=== WORK TO COMPLETE ===
Repeat exactly the lines from the start of the records below through the line that contains "which lets a", including both.

=== Stored data ===
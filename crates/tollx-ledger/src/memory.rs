//! In-memory ledger for tests and the command-line tool.
//!
//! [`InMemoryLedger`] keeps the shared store and every partition in ordered
//! maps behind `RwLock`s, so queries return records in key order. Its state
//! can be saved to and loaded from a JSON snapshot file, which lets a
//! sequence of CLI invocations behave like one long-lived ledger.

use std::collections::BTreeMap;
use std::fs;
use std::path::Path;
use std::sync::RwLock;

use chrono::{DateTime, Utc};
use serde::{Deserialize, Serialize};
use serde_json::Value;
use tracing::debug;

use crate::error::{LedgerError, LedgerResult};
use crate::selector::{Scope, Selector};
use crate::traits::{Ledger, QueryHit};

type Table = BTreeMap<String, Vec<u8>>;

/// An in-memory implementation of [`Ledger`].
///
/// Transaction time is the wall clock unless pinned with
/// [`InMemoryLedger::set_timestamp`].
#[derive(Debug, Default)]
pub struct InMemoryLedger {
    shared: RwLock<Table>,
    partitions: RwLock<BTreeMap<String, Table>>,
    clock: RwLock<Option<DateTime<Utc>>>,
}

/// On-disk form of an [`InMemoryLedger`]: records are embedded as JSON so
/// the file stays readable.
#[derive(Debug, Default, Serialize, Deserialize)]
struct Snapshot {
    #[serde(default)]
    shared: BTreeMap<String, Value>,
    #[serde(default)]
    partitions: BTreeMap<String, BTreeMap<String, Value>>,
}

fn check_name(what: &'static str, name: &str) -> LedgerResult<()> {
    if name.is_empty() {
        return Err(LedgerError::EmptyName { what });
    }
    Ok(())
}

fn to_values(table: &Table) -> LedgerResult<BTreeMap<String, Value>> {
    table
        .iter()
        .map(|(key, bytes)| {
            let value = serde_json::from_slice(bytes).map_err(|e| {
                LedgerError::Serialization(format!("record {key} is not JSON: {e}"))
            })?;
            Ok((key.clone(), value))
        })
        .collect()
}

fn from_values(values: BTreeMap<String, Value>) -> LedgerResult<Table> {
    values
        .into_iter()
        .map(|(key, value)| {
            let bytes = serde_json::to_vec(&value)
                .map_err(|e| LedgerError::Serialization(e.to_string()))?;
            Ok((key, bytes))
        })
        .collect()
}

fn select(table: &Table, selector: &Selector) -> Vec<QueryHit> {
    let hits = table
        .iter()
        .filter(|(_, value)| selector.matches_bytes(value))
        .map(|(key, value)| QueryHit {
            key: key.clone(),
            value: value.clone(),
        });
    match selector.limit {
        Some(limit) => hits.take(limit).collect(),
        None => hits.collect(),
    }
}

impl InMemoryLedger {
    /// Create a new empty ledger.
    pub fn new() -> Self {
        Self::default()
    }

    /// Pin the transaction timestamp; `None` returns to the wall clock.
    pub fn set_timestamp(&self, at: Option<DateTime<Utc>>) {
        *self.clock.write().expect("lock poisoned") = at;
    }

    /// Number of records in the shared store.
    pub fn shared_len(&self) -> usize {
        self.shared.read().expect("lock poisoned").len()
    }

    /// Number of records in one partition.
    pub fn partition_len(&self, partition: &str) -> usize {
        self.partitions
            .read()
            .expect("lock poisoned")
            .get(partition)
            .map(|table| table.len())
            .unwrap_or(0)
    }

    /// Names of every partition holding at least one record.
    pub fn partition_names(&self) -> Vec<String> {
        self.partitions
            .read()
            .expect("lock poisoned")
            .keys()
            .cloned()
            .collect()
    }

    /// Load a snapshot written by [`InMemoryLedger::save`].
    pub fn load(path: &Path) -> LedgerResult<Self> {
        let raw = fs::read(path)?;
        let snapshot: Snapshot = serde_json::from_slice(&raw)
            .map_err(|e| LedgerError::Serialization(format!("{}: {e}", path.display())))?;
        let mut partitions = BTreeMap::new();
        for (name, values) in snapshot.partitions {
            partitions.insert(name, from_values(values)?);
        }
        let ledger = Self {
            shared: RwLock::new(from_values(snapshot.shared)?),
            partitions: RwLock::new(partitions),
            clock: RwLock::new(None),
        };
        debug!(
            path = %path.display(),
            shared = ledger.shared_len(),
            partitions = ledger.partition_names().len(),
            "loaded ledger snapshot"
        );
        Ok(ledger)
    }

    /// Load `path` if it exists, otherwise start empty.
    pub fn open(path: &Path) -> LedgerResult<Self> {
        if path.exists() {
            Self::load(path)
        } else {
            Ok(Self::new())
        }
    }

    /// Write the full ledger state to `path` as pretty JSON.
    pub fn save(&self, path: &Path) -> LedgerResult<()> {
        let snapshot = {
            let shared = self.shared.read().expect("lock poisoned");
            let partitions = self.partitions.read().expect("lock poisoned");
            let mut rendered = BTreeMap::new();
            for (name, table) in partitions.iter() {
                rendered.insert(name.clone(), to_values(table)?);
            }
            Snapshot {
                shared: to_values(&shared)?,
                partitions: rendered,
            }
        };
        let json = serde_json::to_vec_pretty(&snapshot)
            .map_err(|e| LedgerError::Serialization(e.to_string()))?;
        if let Some(parent) = path.parent() {
            if !parent.as_os_str().is_empty() {
                fs::create_dir_all(parent)?;
            }
        }
        fs::write(path, json)?;
        debug!(path = %path.display(), "saved ledger snapshot");
        Ok(())
    }
}

impl Ledger for InMemoryLedger {
    fn get(&self, key: &str) -> LedgerResult<Option<Vec<u8>>> {
        check_name("key", key)?;
        let shared = self.shared.read().expect("lock poisoned");
        Ok(shared.get(key).cloned())
    }

    fn put(&self, key: &str, value: &[u8]) -> LedgerResult<()> {
        check_name("key", key)?;
        let mut shared = self.shared.write().expect("lock poisoned");
        shared.insert(key.to_string(), value.to_vec());
        Ok(())
    }

    fn get_scoped(&self, partition: &str, key: &str) -> LedgerResult<Option<Vec<u8>>> {
        check_name("partition", partition)?;
        check_name("key", key)?;
        let partitions = self.partitions.read().expect("lock poisoned");
        Ok(partitions
            .get(partition)
            .and_then(|table| table.get(key))
            .cloned())
    }

    fn put_scoped(&self, partition: &str, key: &str, value: &[u8]) -> LedgerResult<()> {
        check_name("partition", partition)?;
        check_name("key", key)?;
        let mut partitions = self.partitions.write().expect("lock poisoned");
        partitions
            .entry(partition.to_string())
            .or_default()
            .insert(key.to_string(), value.to_vec());
        Ok(())
    }

    fn query(&self, scope: &Scope, selector: &Selector) -> LedgerResult<Vec<QueryHit>> {
        match scope {
            Scope::Shared => {
                let shared = self.shared.read().expect("lock poisoned");
                Ok(select(&shared, selector))
            }
            Scope::Partition(partition) => {
                check_name("partition", partition)?;
                let partitions = self.partitions.read().expect("lock poisoned");
                Ok(partitions
                    .get(partition)
                    .map(|table| select(table, selector))
                    .unwrap_or_default())
            }
        }
    }

    fn tx_timestamp(&self) -> LedgerResult<DateTime<Utc>> {
        let pinned = *self.clock.read().expect("lock poisoned");
        Ok(pinned.unwrap_or_else(Utc::now))
    }
}

#[cfg(test)]
mod tests {
    use super::*;
    use serde_json::json;

    fn record(value: Value) -> Vec<u8> {
        serde_json::to_vec(&value).unwrap()
    }

    #[test]
    fn shared_and_partition_are_separate() {
        let ledger = InMemoryLedger::new();
        ledger.put("AGENCY_A1", b"{}").unwrap();
        ledger.put_scoped("charges_A1_A2", "CHARGE_1", b"{}").unwrap();

        assert!(ledger.get("CHARGE_1").unwrap().is_none());
        assert!(ledger.get_scoped("charges_A1_A2", "AGENCY_A1").unwrap().is_none());
        assert!(ledger.get_scoped("charges_A1_A3", "CHARGE_1").unwrap().is_none());
        assert_eq!(ledger.get("AGENCY_A1").unwrap().as_deref(), Some(&b"{}"[..]));
        assert_eq!(ledger.partition_len("charges_A1_A2"), 1);
    }

    #[test]
    fn put_replaces() {
        let ledger = InMemoryLedger::new();
        ledger.put("K", b"1").unwrap();
        ledger.put("K", b"2").unwrap();
        assert_eq!(ledger.get("K").unwrap(), Some(b"2".to_vec()));
        assert_eq!(ledger.shared_len(), 1);
    }

    #[test]
    fn empty_names_rejected() {
        let ledger = InMemoryLedger::new();
        assert!(matches!(
            ledger.put("", b"x"),
            Err(LedgerError::EmptyName { what: "key" })
        ));
        assert!(matches!(
            ledger.get_scoped("", "K"),
            Err(LedgerError::EmptyName { what: "partition" })
        ));
    }

    #[test]
    fn scope_helpers_route() {
        let ledger = InMemoryLedger::new();
        let partition = Scope::Partition("settlements_A1_A2".into());
        ledger.write(&partition, "SETTLE_S1", b"{}").unwrap();
        assert!(ledger.exists(&partition, "SETTLE_S1").unwrap());
        assert!(!ledger.exists(&Scope::Shared, "SETTLE_S1").unwrap());
    }

    #[test]
    fn query_filters_in_key_order() {
        let ledger = InMemoryLedger::new();
        let p = "charges_A1_A2";
        ledger
            .put_scoped(p, "CHARGE_B", &record(json!({"docType": "charge", "status": "posted"})))
            .unwrap();
        ledger
            .put_scoped(p, "CHARGE_A", &record(json!({"docType": "charge", "status": "posted"})))
            .unwrap();
        ledger
            .put_scoped(p, "CHARGE_C", &record(json!({"docType": "charge", "status": "pending"})))
            .unwrap();
        ledger
            .put_scoped(p, "RECON_A", &record(json!({"docType": "reconciliation"})))
            .unwrap();

        let selector = Selector::new().with("docType", "charge").with("status", "posted");
        let hits = ledger.query(&Scope::Partition(p.into()), &selector).unwrap();
        let keys: Vec<_> = hits.iter().map(|h| h.key.as_str()).collect();
        assert_eq!(keys, ["CHARGE_A", "CHARGE_B"]);

        let limited = ledger
            .query(&Scope::Partition(p.into()), &selector.with_limit(1))
            .unwrap();
        assert_eq!(limited.len(), 1);

        let none = ledger
            .query(&Scope::Partition("charges_A1_A9".into()), &Selector::new())
            .unwrap();
        assert!(none.is_empty());
    }

    #[test]
    fn pinned_clock() {
        let ledger = InMemoryLedger::new();
        let at = DateTime::from_timestamp(1_780_000_000, 0).unwrap();
        ledger.set_timestamp(Some(at));
        assert_eq!(ledger.tx_timestamp().unwrap(), at);
        assert_eq!(ledger.tx_timestamp().unwrap(), at);
    }

    #[test]
    fn snapshot_round_trip() {
        let dir = tempfile::tempdir().unwrap();
        let path = dir.path().join("state").join("ledger.json");

        let ledger = InMemoryLedger::new();
        ledger.put("AGENCY_A1", &record(json!({"docType": "agency"}))).unwrap();
        ledger
            .put_scoped("charges_A1_A2", "CHARGE_1", &record(json!({"amount": "4.75"})))
            .unwrap();
        ledger.save(&path).unwrap();

        let restored = InMemoryLedger::open(&path).unwrap();
        assert_eq!(restored.shared_len(), 1);
        assert_eq!(restored.partition_names(), vec!["charges_A1_A2".to_string()]);
        let charge = restored.get_scoped("charges_A1_A2", "CHARGE_1").unwrap().unwrap();
        let value: Value = serde_json::from_slice(&charge).unwrap();
        assert_eq!(value["amount"], "4.75");
    }

    #[test]
    fn open_missing_file_starts_empty() {
        let dir = tempfile::tempdir().unwrap();
        let ledger = InMemoryLedger::open(&dir.path().join("absent.json")).unwrap();
        assert_eq!(ledger.shared_len(), 0);
    }

    #[test]
    fn non_json_record_cannot_be_saved() {
        let dir = tempfile::tempdir().unwrap();
        let ledger = InMemoryLedger::new();
        ledger.put("RAW", b"\xff").unwrap();
        assert!(matches!(
            ledger.save(&dir.path().join("x.json")),
            Err(LedgerError::Serialization(_))
        ));
    }

    #[test]
    fn corrupt_snapshot_rejected() {
        let dir = tempfile::tempdir().unwrap();
        let path = dir.path().join("ledger.json");
        fs::write(&path, b"not json").unwrap();
        assert!(matches!(
            InMemoryLedger::load(&path),
            Err(LedgerError::Serialization(_))
        ));
    }
}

=== RESPONSE ===
filename crates/tollx-ledger/src/memory.rs
//! In-memory ledger for tests and the command-line tool.
//!
//! [`InMemoryLedger`] keeps the shared store and every partition in ordered
//! maps behind `RwLock`s, so queries return records in key order. Its state
//! can be saved to and loaded from a JSON snapshot file, which lets a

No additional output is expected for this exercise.